**Required work:** An exact transcription of all the entries below is required.

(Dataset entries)
---*---
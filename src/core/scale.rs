use crate::core::types::AxisRange;
use crate::error::{ChartError, ChartResult};

/// Linear mapping between one data-space axis and a pixel extent.
///
/// Vertical scales are `inverted`: pixel `0` is the top edge and maps to the
/// domain maximum.
#[derive(Debug, Clone, Copy, PartialEq)]
pub struct LinearScale {
    domain_start: f64,
    domain_end: f64,
    inverted: bool,
}

impl LinearScale {
    pub fn new(domain_start: f64, domain_end: f64) -> ChartResult<Self> {
        if !domain_start.is_finite() || !domain_end.is_finite() || domain_start == domain_end {
            return Err(ChartError::InvalidData(
                "scale domain must be finite and non-zero".to_owned(),
            ));
        }

        Ok(Self {
            domain_start,
            domain_end,
            inverted: false,
        })
    }

    pub fn from_range(range: AxisRange) -> ChartResult<Self> {
        Self::new(range.min, range.max)
    }

    #[must_use]
    pub fn inverted(mut self) -> Self {
        self.inverted = true;
        self
    }

    #[must_use]
    pub fn domain(self) -> (f64, f64) {
        (self.domain_start, self.domain_end)
    }

    pub fn domain_to_pixel(self, value: f64, extent_px: u32) -> ChartResult<f64> {
        validate_extent(extent_px)?;
        if !value.is_finite() {
            return Err(ChartError::InvalidData("value must be finite".to_owned()));
        }

        let span = self.domain_end - self.domain_start;
        let normalized = (value - self.domain_start) / span;
        let normalized = if self.inverted {
            1.0 - normalized
        } else {
            normalized
        };
        Ok(normalized * f64::from(extent_px))
    }

    pub fn pixel_to_domain(self, pixel: f64, extent_px: u32) -> ChartResult<f64> {
        validate_extent(extent_px)?;
        if !pixel.is_finite() {
            return Err(ChartError::InvalidData("pixel must be finite".to_owned()));
        }

        let span = self.domain_end - self.domain_start;
        let normalized = pixel / f64::from(extent_px);
        let normalized = if self.inverted {
            1.0 - normalized
        } else {
            normalized
        };
        Ok(self.domain_start + normalized * span)
    }

    /// Data-space distance covered by one pixel.
    pub fn units_per_pixel(self, extent_px: u32) -> ChartResult<f64> {
        validate_extent(extent_px)?;
        Ok((self.domain_end - self.domain_start) / f64::from(extent_px))
    }
}

fn validate_extent(extent_px: u32) -> ChartResult<()> {
    if extent_px == 0 {
        return Err(ChartError::InvalidData(
            "pixel extent must be > 0".to_owned(),
        ));
    }
    Ok(())
}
---*---
**Response:**
filename src/core/scale.rs
use crate::core::types::AxisRange;
use crate::error::{ChartError, ChartResult};

/// Linear mapping between one data-space axis and a pixel extent.
///
/// Vertical scales are `inverted`: pixel `0` is the top edge and maps to the
/// domain maximum.
#[derive(Debug, Clone, Copy, PartialEq)]
pub struct LinearScale {
    domain_start: f64,
    domain_end: f64,
    inverted: bool,
}

impl LinearScale {
    pub fn new(domain_start: f64, domain_end: f64) -> ChartResult<Self> {
        if !domain_start.is_finite() || !domain_end.is_finite() || domain_start == domain_end {
            return Err(ChartError::InvalidData(
                "scale domain must be finite and non-zero".to_owned(),
            ));
        }

        Ok(Self {
            domain_start,
            domain_end,
            inverted: false,
        })
    }

    pub fn from_range(range: AxisRange) -> ChartResult<Self> {
        Self::new(range.min, range.max)
    }

    #[must_use]
    pub fn inverted(mut self) -> Self {
        self.inverted = true;
        self
    }

    #[must_use]
    pub fn domain(self) -> (f64, f64) {
        (self.domain_start, self.domain_end)
    }

    pub fn domain_to_pixel(self, value: f64, extent_px: u32) -> ChartResult<f64> {
        validate_extent(extent_px)?;
        if !value.is_finite() {
            return Err(ChartError::InvalidData("value must be finite".to_owned()));
        }

        let span = self.domain_end - self.domain_start;
        let normalized = (value - self.domain_start) / span;
        let normalized = if self.inverted {
            1.0 - normalized
        } else {
            normalized
        };
        Ok(normalized * f64::from(extent_px))
    }

    pub fn pixel_to_domain(self, pixel: f64, extent_px: u32) -> ChartResult<f64> {
        validate_extent(extent_px)?;
        if !pixel.is_finite() {
            return Err(ChartError::InvalidData("pixel must be finite".to_owned()));
        }

        let span = self.domain_end - self.domain_start;
        let normalized = pixel / f64::from(extent_px);
        let normalized = if self.inverted {
            1.0 - normalized
        } else {
            normalized
        };
        Ok(self.domain_start + normalized * span)
    }

    /// Data-space distance covered by one pixel.
    pub fn units_per_pixel(self, extent_px: u32) -> ChartResult<f64> {
        validate_extent(extent_px)?;
        Ok((self.domain_end - self.domain_start) / f64::from(extent_px))
    }
}

fn validate_extent(extent_px: u32) -> ChartResult<()> {
    if extent_px == 0 {
        return Err(ChartError::InvalidData(
            "pixel extent must be > 0".to_owned(),
        ));
    }
    Ok(())
}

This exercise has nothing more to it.